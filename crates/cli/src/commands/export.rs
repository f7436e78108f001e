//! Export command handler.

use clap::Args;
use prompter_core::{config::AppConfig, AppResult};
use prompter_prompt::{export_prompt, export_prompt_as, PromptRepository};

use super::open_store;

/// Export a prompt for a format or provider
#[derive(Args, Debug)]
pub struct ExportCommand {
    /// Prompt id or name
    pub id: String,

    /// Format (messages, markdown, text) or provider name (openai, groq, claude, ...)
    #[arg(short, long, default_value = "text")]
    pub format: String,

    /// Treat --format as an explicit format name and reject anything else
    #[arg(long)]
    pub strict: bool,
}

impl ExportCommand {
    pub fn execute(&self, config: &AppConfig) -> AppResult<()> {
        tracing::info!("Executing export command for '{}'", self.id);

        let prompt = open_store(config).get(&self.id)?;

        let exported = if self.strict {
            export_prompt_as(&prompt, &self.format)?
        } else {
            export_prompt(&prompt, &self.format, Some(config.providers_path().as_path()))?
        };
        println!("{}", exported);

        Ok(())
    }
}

--------

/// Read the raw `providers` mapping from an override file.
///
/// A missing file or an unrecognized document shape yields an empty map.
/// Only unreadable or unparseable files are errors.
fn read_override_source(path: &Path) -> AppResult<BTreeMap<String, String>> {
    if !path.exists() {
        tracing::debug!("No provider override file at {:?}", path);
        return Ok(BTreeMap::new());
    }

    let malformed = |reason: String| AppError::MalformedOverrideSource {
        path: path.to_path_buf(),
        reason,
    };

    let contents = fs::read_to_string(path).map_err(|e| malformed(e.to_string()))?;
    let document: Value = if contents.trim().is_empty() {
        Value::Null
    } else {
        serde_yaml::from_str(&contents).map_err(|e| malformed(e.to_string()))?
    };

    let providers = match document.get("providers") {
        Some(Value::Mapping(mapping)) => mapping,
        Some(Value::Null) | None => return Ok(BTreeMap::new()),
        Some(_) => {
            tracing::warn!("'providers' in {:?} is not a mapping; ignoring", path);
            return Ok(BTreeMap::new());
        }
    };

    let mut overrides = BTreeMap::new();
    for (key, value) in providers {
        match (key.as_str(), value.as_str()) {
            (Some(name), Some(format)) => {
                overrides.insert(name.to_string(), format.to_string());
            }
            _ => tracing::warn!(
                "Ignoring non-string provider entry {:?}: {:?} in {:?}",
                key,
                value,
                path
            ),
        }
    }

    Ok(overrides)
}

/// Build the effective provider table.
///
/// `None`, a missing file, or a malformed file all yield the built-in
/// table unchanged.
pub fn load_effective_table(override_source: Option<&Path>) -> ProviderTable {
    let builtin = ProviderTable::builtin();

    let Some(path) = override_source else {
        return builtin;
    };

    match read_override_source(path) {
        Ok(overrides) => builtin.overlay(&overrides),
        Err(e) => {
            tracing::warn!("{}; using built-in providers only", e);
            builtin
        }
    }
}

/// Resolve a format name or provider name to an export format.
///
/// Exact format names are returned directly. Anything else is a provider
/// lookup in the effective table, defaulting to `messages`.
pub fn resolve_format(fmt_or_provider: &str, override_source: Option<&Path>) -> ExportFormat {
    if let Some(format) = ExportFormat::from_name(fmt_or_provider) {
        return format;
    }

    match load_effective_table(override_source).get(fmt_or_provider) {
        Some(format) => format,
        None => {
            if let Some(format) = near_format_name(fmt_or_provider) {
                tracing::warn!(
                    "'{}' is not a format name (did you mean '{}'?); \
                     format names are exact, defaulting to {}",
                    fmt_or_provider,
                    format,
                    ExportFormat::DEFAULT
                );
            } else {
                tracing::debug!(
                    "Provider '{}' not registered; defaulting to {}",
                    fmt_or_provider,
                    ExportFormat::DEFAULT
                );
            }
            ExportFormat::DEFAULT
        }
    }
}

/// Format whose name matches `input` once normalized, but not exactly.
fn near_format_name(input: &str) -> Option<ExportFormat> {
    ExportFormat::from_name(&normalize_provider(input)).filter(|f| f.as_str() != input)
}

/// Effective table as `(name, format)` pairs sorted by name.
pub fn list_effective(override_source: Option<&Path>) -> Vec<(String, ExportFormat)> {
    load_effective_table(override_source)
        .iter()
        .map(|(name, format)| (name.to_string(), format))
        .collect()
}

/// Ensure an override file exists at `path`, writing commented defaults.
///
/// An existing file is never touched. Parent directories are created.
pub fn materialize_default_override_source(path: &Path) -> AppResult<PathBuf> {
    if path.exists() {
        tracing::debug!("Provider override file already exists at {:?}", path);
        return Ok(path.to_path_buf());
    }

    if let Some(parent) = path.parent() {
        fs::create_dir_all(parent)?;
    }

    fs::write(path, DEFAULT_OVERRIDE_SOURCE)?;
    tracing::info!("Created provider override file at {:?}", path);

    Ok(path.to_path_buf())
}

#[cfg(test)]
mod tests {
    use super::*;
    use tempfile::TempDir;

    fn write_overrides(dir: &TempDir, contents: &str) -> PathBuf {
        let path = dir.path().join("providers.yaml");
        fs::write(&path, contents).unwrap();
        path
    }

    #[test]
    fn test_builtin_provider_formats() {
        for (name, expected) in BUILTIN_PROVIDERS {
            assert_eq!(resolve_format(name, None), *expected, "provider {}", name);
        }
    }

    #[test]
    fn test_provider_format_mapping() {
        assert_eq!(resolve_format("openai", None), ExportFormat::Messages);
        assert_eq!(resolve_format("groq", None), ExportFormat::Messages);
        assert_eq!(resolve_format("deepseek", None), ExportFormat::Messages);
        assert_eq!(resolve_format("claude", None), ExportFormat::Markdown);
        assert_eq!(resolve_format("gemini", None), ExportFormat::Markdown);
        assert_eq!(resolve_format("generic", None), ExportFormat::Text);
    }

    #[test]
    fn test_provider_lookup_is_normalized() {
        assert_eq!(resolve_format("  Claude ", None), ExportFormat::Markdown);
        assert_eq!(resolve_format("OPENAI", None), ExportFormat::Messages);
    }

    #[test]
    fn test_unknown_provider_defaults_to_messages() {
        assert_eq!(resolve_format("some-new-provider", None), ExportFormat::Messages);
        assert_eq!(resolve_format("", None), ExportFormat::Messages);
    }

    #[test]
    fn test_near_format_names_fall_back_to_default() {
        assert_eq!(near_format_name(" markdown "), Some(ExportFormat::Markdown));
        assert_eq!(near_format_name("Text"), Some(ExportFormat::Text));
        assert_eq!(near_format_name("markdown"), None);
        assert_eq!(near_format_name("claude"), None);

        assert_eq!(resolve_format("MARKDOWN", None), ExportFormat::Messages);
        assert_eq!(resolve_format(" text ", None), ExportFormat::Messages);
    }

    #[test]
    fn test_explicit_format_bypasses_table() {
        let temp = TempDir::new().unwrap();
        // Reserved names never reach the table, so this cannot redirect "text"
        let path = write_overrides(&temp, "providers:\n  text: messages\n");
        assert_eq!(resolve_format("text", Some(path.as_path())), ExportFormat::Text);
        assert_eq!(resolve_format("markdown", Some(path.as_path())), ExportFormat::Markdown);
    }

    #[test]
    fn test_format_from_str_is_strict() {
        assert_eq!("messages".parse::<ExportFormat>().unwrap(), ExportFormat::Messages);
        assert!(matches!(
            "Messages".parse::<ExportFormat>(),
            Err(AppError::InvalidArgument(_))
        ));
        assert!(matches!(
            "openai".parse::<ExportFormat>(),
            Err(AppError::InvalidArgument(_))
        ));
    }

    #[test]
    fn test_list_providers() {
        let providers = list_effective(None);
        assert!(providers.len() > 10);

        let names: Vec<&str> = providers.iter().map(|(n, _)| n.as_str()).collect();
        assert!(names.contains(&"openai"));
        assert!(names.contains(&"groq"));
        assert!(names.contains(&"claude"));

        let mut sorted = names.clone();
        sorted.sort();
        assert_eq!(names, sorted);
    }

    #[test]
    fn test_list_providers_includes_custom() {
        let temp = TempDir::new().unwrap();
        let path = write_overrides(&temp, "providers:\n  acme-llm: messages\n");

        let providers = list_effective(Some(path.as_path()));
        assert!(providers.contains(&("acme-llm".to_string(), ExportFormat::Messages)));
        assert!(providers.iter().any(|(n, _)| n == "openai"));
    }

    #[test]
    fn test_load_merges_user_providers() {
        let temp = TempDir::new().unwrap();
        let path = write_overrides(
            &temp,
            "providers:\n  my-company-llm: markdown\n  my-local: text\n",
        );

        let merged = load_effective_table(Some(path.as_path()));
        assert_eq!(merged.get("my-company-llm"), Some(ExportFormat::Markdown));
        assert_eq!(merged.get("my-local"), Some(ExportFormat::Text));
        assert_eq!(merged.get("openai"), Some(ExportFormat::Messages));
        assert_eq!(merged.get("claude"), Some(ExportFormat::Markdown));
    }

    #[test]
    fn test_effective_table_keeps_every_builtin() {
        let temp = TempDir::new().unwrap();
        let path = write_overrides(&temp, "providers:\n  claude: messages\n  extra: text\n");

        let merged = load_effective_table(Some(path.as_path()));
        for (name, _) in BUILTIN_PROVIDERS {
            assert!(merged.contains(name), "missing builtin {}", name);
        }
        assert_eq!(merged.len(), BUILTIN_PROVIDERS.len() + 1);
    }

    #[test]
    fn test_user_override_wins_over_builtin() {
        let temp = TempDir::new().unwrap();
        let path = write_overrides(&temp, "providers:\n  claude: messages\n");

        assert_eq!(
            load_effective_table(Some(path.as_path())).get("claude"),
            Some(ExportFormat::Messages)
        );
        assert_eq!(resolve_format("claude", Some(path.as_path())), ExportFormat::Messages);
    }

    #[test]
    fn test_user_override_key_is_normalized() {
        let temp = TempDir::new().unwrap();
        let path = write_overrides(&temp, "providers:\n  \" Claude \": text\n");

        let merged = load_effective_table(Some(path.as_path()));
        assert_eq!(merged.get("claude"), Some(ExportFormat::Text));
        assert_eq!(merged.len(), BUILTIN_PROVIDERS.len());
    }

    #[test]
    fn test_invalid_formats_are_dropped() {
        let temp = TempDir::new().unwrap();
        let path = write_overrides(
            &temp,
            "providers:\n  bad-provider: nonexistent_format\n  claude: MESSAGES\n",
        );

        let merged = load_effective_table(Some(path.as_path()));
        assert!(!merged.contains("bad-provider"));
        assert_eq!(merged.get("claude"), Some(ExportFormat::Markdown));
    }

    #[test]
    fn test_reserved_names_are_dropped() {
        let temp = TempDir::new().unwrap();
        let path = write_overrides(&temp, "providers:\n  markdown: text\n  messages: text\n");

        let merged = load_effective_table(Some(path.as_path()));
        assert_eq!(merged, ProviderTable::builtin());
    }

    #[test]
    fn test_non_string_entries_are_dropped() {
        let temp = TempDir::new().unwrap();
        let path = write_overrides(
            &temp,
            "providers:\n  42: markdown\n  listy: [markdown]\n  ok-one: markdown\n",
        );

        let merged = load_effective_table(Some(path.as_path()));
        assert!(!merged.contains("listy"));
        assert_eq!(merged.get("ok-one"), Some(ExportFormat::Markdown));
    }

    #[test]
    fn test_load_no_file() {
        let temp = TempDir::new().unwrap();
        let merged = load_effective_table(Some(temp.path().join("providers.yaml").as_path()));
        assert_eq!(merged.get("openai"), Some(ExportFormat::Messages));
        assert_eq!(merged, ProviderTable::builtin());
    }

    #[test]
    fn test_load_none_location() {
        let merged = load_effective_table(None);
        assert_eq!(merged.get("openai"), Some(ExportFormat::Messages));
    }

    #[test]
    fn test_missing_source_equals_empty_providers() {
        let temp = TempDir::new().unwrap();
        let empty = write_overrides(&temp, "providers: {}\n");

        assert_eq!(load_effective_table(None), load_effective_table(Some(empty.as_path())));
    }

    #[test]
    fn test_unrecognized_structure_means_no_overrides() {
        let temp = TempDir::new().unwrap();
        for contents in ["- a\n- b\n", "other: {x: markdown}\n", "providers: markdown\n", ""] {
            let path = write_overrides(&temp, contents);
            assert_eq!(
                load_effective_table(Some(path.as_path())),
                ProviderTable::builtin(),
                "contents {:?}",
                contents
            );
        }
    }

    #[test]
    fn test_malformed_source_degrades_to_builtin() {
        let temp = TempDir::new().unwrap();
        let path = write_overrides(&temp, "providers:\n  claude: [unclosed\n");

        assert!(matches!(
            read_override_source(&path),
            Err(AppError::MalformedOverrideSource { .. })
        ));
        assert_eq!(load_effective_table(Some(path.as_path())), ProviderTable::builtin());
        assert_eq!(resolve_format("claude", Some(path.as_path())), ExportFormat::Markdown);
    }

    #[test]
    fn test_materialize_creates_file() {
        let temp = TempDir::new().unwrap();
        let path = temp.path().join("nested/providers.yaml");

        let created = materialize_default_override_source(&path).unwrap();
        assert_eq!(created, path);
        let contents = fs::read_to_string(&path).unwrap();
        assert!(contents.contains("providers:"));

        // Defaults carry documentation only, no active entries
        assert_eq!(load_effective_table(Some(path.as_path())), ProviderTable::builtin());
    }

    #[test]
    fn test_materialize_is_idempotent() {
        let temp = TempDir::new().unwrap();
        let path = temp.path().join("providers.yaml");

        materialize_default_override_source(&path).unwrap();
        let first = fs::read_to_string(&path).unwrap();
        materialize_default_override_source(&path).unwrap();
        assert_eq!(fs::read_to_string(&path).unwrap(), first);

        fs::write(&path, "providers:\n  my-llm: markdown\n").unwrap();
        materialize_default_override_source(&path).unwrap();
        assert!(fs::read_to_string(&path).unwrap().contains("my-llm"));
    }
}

--------

--- TASK DESCRIPTION ---
For the word "acme", return every line of the records that holds it.

--- SOLUTION TO THIS PROBLEM ---
        let path = write_overrides(&temp, "providers:\n  acme-llm: messages\n");
        assert!(providers.contains(&("acme-llm".to_string(), ExportFormat::Messages)));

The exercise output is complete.